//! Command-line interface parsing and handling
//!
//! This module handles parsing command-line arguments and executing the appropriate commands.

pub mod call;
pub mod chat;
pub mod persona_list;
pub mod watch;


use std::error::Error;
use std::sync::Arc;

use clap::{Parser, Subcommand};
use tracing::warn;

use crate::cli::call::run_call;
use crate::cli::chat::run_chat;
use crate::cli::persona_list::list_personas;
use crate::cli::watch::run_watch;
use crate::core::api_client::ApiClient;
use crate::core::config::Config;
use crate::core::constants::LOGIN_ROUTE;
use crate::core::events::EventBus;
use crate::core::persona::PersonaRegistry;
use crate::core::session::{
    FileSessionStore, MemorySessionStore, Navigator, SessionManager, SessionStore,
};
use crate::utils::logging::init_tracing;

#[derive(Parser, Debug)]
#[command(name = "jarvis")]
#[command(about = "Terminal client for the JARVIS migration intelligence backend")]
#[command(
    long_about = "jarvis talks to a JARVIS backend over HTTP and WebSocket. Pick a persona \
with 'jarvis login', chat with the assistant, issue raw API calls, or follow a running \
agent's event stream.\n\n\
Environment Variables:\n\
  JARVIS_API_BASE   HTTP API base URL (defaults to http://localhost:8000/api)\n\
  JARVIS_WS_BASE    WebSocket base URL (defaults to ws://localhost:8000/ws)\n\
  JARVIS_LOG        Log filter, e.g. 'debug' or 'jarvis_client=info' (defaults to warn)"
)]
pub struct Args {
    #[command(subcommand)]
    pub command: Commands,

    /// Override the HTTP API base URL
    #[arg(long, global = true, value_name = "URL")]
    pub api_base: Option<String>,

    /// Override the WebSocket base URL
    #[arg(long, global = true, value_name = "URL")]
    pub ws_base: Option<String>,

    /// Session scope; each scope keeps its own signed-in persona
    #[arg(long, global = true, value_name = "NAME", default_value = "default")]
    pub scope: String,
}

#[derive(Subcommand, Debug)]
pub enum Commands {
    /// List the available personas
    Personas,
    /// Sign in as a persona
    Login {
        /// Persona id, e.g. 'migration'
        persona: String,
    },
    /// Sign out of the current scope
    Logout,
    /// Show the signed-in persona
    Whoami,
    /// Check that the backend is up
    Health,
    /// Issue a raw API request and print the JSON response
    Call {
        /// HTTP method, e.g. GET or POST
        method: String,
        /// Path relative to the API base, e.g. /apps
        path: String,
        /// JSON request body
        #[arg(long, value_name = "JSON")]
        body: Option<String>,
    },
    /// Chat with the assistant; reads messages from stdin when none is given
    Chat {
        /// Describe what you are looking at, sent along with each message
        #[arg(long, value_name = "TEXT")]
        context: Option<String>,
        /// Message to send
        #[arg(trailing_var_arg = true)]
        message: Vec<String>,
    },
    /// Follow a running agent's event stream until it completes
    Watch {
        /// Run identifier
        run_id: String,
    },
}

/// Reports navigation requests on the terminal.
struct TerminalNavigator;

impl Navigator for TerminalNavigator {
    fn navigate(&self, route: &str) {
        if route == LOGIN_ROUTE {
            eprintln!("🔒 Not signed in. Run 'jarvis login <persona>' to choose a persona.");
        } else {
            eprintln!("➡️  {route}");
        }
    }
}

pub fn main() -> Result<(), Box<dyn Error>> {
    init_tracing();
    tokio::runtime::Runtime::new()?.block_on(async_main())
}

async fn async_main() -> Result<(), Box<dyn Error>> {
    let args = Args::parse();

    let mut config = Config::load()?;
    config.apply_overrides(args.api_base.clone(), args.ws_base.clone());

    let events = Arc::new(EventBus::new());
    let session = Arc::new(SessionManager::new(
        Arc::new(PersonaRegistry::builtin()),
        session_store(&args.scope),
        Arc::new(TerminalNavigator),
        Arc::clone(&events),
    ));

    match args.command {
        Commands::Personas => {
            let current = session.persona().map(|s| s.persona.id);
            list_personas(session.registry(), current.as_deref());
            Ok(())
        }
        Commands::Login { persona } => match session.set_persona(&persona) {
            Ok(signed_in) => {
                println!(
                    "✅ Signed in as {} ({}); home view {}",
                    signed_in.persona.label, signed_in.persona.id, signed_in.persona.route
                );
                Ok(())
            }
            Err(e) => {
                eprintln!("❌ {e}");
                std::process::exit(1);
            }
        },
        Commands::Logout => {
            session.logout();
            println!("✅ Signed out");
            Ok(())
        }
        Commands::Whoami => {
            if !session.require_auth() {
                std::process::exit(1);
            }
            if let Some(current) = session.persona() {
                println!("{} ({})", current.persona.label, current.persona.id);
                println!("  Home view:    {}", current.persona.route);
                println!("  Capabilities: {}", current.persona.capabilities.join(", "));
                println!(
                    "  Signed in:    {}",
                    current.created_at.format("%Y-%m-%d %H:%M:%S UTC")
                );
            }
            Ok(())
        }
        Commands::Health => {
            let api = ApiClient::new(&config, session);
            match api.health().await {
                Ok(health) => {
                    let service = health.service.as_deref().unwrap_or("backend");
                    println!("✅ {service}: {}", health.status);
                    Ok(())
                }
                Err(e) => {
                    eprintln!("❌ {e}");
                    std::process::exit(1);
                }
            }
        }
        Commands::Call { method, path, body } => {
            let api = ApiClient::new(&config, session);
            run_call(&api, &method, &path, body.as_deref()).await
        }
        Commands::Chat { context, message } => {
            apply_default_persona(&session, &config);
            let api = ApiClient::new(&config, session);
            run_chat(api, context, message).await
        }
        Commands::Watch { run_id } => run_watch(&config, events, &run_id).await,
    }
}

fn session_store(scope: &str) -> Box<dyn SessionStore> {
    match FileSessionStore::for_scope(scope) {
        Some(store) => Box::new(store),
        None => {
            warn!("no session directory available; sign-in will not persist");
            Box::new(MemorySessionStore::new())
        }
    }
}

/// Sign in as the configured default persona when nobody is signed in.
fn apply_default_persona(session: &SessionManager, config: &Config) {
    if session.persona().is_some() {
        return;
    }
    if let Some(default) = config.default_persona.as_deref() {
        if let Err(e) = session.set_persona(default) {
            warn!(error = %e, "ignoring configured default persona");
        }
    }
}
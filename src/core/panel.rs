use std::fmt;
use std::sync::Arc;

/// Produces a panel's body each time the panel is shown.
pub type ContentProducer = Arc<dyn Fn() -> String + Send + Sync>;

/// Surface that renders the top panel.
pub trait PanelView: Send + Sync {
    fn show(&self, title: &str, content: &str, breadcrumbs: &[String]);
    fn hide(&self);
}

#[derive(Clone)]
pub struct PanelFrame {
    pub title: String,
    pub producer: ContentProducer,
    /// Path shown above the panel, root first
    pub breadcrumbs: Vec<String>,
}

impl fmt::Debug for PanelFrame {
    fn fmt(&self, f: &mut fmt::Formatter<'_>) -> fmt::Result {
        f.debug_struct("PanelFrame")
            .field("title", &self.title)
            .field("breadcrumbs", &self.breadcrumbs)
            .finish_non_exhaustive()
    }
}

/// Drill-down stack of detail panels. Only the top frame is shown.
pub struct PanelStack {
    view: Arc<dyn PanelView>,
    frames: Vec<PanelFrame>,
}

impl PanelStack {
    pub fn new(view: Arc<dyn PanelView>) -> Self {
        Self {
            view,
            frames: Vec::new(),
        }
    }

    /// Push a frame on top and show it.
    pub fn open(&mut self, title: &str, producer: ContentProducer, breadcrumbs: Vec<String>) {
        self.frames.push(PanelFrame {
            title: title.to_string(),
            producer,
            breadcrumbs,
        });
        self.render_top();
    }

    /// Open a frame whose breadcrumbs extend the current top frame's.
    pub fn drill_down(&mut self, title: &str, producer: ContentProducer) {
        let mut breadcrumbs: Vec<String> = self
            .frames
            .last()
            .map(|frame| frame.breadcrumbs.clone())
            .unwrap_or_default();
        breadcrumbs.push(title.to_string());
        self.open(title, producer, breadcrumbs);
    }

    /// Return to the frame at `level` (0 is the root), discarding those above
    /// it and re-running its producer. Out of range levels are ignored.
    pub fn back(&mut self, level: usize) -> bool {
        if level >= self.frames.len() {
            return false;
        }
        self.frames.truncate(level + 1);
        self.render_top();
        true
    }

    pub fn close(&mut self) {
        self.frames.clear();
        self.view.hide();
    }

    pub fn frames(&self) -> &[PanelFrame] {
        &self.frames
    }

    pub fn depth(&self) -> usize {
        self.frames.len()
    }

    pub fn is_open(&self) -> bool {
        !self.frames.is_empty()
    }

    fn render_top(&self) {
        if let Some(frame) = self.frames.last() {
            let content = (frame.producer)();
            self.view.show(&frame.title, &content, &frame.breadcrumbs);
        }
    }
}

- [Exercise goal]:
Please restate, word for word, the lines of the entries that run from the first line through the one holding "use tracing::warn;", and add nothing.

- [Task output]:
//! Command-line interface parsing and handling
//!
//! This module handles parsing command-line arguments and executing the appropriate commands.

pub mod call;
pub mod chat;
pub mod persona_list;
pub mod watch;


use std::error::Error;
use std::sync::Arc;

use clap::{Parser, Subcommand};
use tracing::warn;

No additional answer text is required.